Mientras que en París reina el frío y el hambre, el bar del Ritz funciona como siempre. El hotel pone carteles de completo todos los días. En una atmósfera caldeada, alemanes y franceses ríen, beben, brindan, bailan, ajenos a la hecatombe que les rodea. Es el búnker del glamour, una cápsula del tiempo que parece detenido, pero que no lo está. Basta mirar con detenimiento las miradas de ciertos camareros, o del barman que sirve con impecable cortesía un cóctel tras otro a esos hombres en uniforme que no dudarían ni un segundo en mandarlo al exterminio en un vagón de ganado si supieran su secreto.
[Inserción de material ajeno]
//! # WebSocket Voice Relay
//!
//! Full-duplex Opus voice calls between two peers over one WebSocket.
//!
//! ## Architecture Overview
//!
//! ```text
//! ┌──────────────────────────────────────────────────────────────────────┐
//! │                         AudioSession (relay::session)                 │
//! │                                                                      │
//! │  ┌─────────────┐   ┌──────────────┐   ┌──────────────────────────┐   │
//! │  │  Capture    │──▶│ Opus Encoder │──▶│ DuplexChannel::send_binary│──┼──▶ WebSocket
//! │  │  Thread     │   │ (silence cut)│   │  (bounded, never blocks) │   │
//! │  └─────────────┘   └──────────────┘   └──────────────────────────┘   │
//! │                                                                      │
//! │  ┌─────────────┐   ┌──────────────┐   ┌──────────────────────────┐   │
//! │  │  Playback   │◀──│ Opus Decoder │◀──│ BoundedFrameQueue        │◀─┼─── WebSocket
//! │  │  Thread     │   │ (zero on err)│   │  (drop-oldest, 100)      │   │
//! │  └─────────────┘   └──────────────┘   └──────────────────────────┘   │
//! └──────────────────────────────────────────────────────────────────────┘
//!
//!   VoiceRelay (relay::manager) owns sessions keyed by SessionId.
//!   net::server (axum) and net::client (tungstenite) route socket
//!   messages into sessions through net::connection.
//! ```

pub mod audio;
pub mod codec;
pub mod config;
pub mod error;
pub mod net;
pub mod protocol;
pub mod relay;

pub use error::{Error, Result};

/// Application-wide constants
pub mod constants {
    /// Default sample rate for voice
    pub const DEFAULT_SAMPLE_RATE: u32 = 16000;

    /// Default channel count (mono)
    pub const DEFAULT_CHANNELS: u16 = 1;

    /// Default block duration in milliseconds
    pub const DEFAULT_BLOCK_MS: f32 = 20.0;

    /// Capacity of the inbound frame queue (in frames)
    pub const DEFAULT_QUEUE_CAPACITY: usize = 100;

    /// Encoded frames at or below this size are treated as silence
    pub const DEFAULT_SILENCE_THRESHOLD_BYTES: usize = 3;

    /// Outbound messages buffered in front of the socket writer
    pub const DEFAULT_OUTBOUND_CAPACITY: usize = 50;

    /// Default WebSocket port
    pub const DEFAULT_WS_PORT: u16 = 8080;

    /// WebSocket endpoint path
    pub const DEFAULT_WS_PATH: &str = "/ws";

    /// Sample rates accepted by Opus
    pub const OPUS_SAMPLE_RATES: [u32; 5] = [8000, 12000, 16000, 24000, 48000];

    /// Frame durations accepted by Opus, in milliseconds
    pub const OPUS_FRAME_MS: [f32; 6] = [2.5, 5.0, 10.0, 20.0, 40.0, 60.0];

    /// Rate-limit for per-frame warnings from the audio callbacks
    pub const LOG_EVERY_N: u64 = 500;
}
//! Audio device lookup by name

use cpal::traits::{DeviceTrait, HostTrait};

use super::Direction;
use crate::error::AudioError;

/// Name that selects the host default device, as does the empty string
pub const DEFAULT_DEVICE: &str = "default";

fn wants_default(name: &str) -> bool {
    name.is_empty() || name == DEFAULT_DEVICE
}

/// Find the device called `name` for `direction` on the default host
pub fn find_device(direction: Direction, name: &str) -> Result<cpal::Device, AudioError> {
    let host = cpal::default_host();

    if wants_default(name) {
        let device = match direction {
            Direction::Capture => host.default_input_device(),
            Direction::Playback => host.default_output_device(),
        };
        return device.ok_or_else(|| {
            AudioError::DeviceNotFound(format!("no default {} device", direction))
        });
    }

    let devices = match direction {
        Direction::Capture => host.input_devices(),
        Direction::Playback => host.output_devices(),
    }
    .map_err(|e| AudioError::CpalError(e.to_string()))?;

    let mut seen = Vec::new();
    for device in devices {
        if let Ok(device_name) = device.name() {
            if device_name == name {
                return Ok(device);
            }
            seen.push(device_name);
        }
    }

    Err(AudioError::DeviceNotFound(format!(
        "{} device '{}' (available: {})",
        direction,
        name,
        seen.join(", ")
    )))
}

/// Device as shown to the user
#[derive(Debug, Clone, serde::Serialize)]
pub struct DeviceEntry {
    pub name: String,
    pub is_default: bool,
}

/// List the devices available for `direction`, default first
pub fn list_devices(direction: Direction) -> Vec<DeviceEntry> {
    let host = cpal::default_host();
    let (default_name, names) = match direction {
        Direction::Capture => (
            host.default_input_device().and_then(|d| d.name().ok()),
            host.input_devices()
                .map(|devices| devices.filter_map(|d| d.name().ok()).collect::<Vec<_>>()),
        ),
        Direction::Playback => (
            host.default_output_device().and_then(|d| d.name().ok()),
            host.output_devices()
                .map(|devices| devices.filter_map(|d| d.name().ok()).collect::<Vec<_>>()),
        ),
    };

    let mut entries: Vec<DeviceEntry> = match names {
        Ok(names) => names
            .into_iter()
            .map(|name| DeviceEntry {
                is_default: default_name.as_ref() == Some(&name),
                name,
            })
            .collect(),
        Err(e) => {
            tracing::warn!("Could not enumerate {} devices: {}", direction, e);
            Vec::new()
        }
    };
    entries.sort_by_key(|e| !e.is_default);
    entries
}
El barman del Ritz se llama Frank Meier y es hijo de un doble exilio: exiliado de su país natal, el Imperio Austrohúngaro, por algo que se podría llamar asfixia moral; y exiliado de su clase social por pasarse la vida intimando con una clase alta a la que nunca podrá pertenecer. Pero, además de su doble exilio, cuando entran los alemanes en París en junio de 1940, comienza un tercer exilio: el de pertenecer a la comunidad más perseguida de aquellos años y decidir vivir una vida clandestina en plena luz del día.
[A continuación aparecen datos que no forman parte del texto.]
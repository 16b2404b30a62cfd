//! Session registry
//!
//! Connections refer to their session by [`SessionId`] only; the registry owns
//! the sessions, so a late inbound frame for a session that has ended finds
//! nothing instead of a dangling reference.

use dashmap::DashMap;
use std::sync::Arc;

use super::session::{AudioSession, SessionId, SessionInfo};
use crate::audio::buffer::Frame;
use crate::audio::{AudioBackend, CpalBackend};
use crate::config::RelayConfig;
use crate::error::SessionError;
use crate::net::channel::DuplexChannel;
use crate::protocol::ControlMessage;

pub struct VoiceRelay {
    backend: Arc<dyn AudioBackend>,
    config: RelayConfig,
    sessions: DashMap<SessionId, Arc<AudioSession>>,
}

impl VoiceRelay {
    pub fn new(backend: Arc<dyn AudioBackend>, config: RelayConfig) -> Self {
        Self {
            backend,
            config,
            sessions: DashMap::new(),
        }
    }

    /// Relay on the default cpal host
    pub fn with_cpal(config: RelayConfig) -> Self {
        Self::new(Arc::new(CpalBackend::new()), config)
    }

    pub fn config(&self) -> &RelayConfig {
        &self.config
    }

    /// Start a voice session for `connection`.
    ///
    /// Opens audio devices, so call it from a context that may block briefly.
    pub fn start_session(
        &self,
        connection: Arc<dyn DuplexChannel>,
        playback_device: &str,
        capture_device: &str,
    ) -> Result<SessionId, SessionError> {
        let session = AudioSession::start(
            self.backend.as_ref(),
            &self.config,
            connection,
            playback_device,
            capture_device,
        )?;

        let id = session.id();
        self.sessions.insert(id, Arc::new(session));
        tracing::debug!(session = %id, "Registered session ({} active)", self.sessions.len());
        Ok(id)
    }

    /// Hand an inbound frame to its session's queue
    pub fn deliver(&self, id: SessionId, frame: Frame) -> bool {
        match self.sessions.get(&id) {
            Some(session) => session.deliver(frame),
            None => false,
        }
    }

    /// Teardown hook for a closed connection. Unknown or already ended ids are a no-op.
    pub fn end_session(&self, id: SessionId) -> bool {
        // Remove first so no new frame can reach the session while it closes.
        match self.sessions.remove(&id) {
            Some((_, session)) => session.close(),
            None => false,
        }
    }

    /// End a session from outside its connection, telling the peer the call is over.
    ///
    /// The connection that owns the session sees it gone on its next message.
    pub fn hang_up(&self, id: SessionId) -> bool {
        let Some((_, session)) = self.sessions.remove(&id) else {
            return false;
        };

        if let Err(e) = session.notify_peer(ControlMessage::VoiceStop.to_json()) {
            tracing::debug!(session = %id, "Could not notify peer of hang-up: {}", e);
        }
        session.close()
    }

    /// Close every session, e.g. on process shutdown
    pub fn shutdown_all(&self) -> usize {
        let ids: Vec<SessionId> = self.sessions.iter().map(|entry| *entry.key()).collect();
        let closed = ids.into_iter().filter(|id| self.end_session(*id)).count();
        if closed > 0 {
            tracing::info!("Closed {} voice session(s) on shutdown", closed);
        }
        closed
    }

    pub fn session(&self, id: SessionId) -> Option<Arc<AudioSession>> {
        self.sessions.get(&id).map(|entry| entry.value().clone())
    }

    pub fn sessions(&self) -> Vec<SessionInfo> {
        self.sessions.iter().map(|entry| entry.value().info()).collect()
    }

    pub fn session_count(&self) -> usize {
        self.sessions.len()
    }
}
Frank Meier me ha recordado por momentos al inolvidable conde Rostov de Un caballero en Moscú. Al igual que Rostov, su vida está al borde del abismo constantemente y tiene el don de caminar por ese borde con elegancia y despreocupación. Parece que ha pasado su vida inventándose vidas paralelas para escapar de la angustia de las desilusiones, pero algo en su interior se ha mantenido inconmovible: la capacidad de mantener la cordura y el equilibrio en medio del desastre más terrible. Más prosaico y menos fantasioso que el conde ruso, quizá, el protagonista de esta novela tiene el atractivo añadido que existió de verdad. Y Philippe Collin ha recreado lo que pudo ser su vida de una forma espléndida.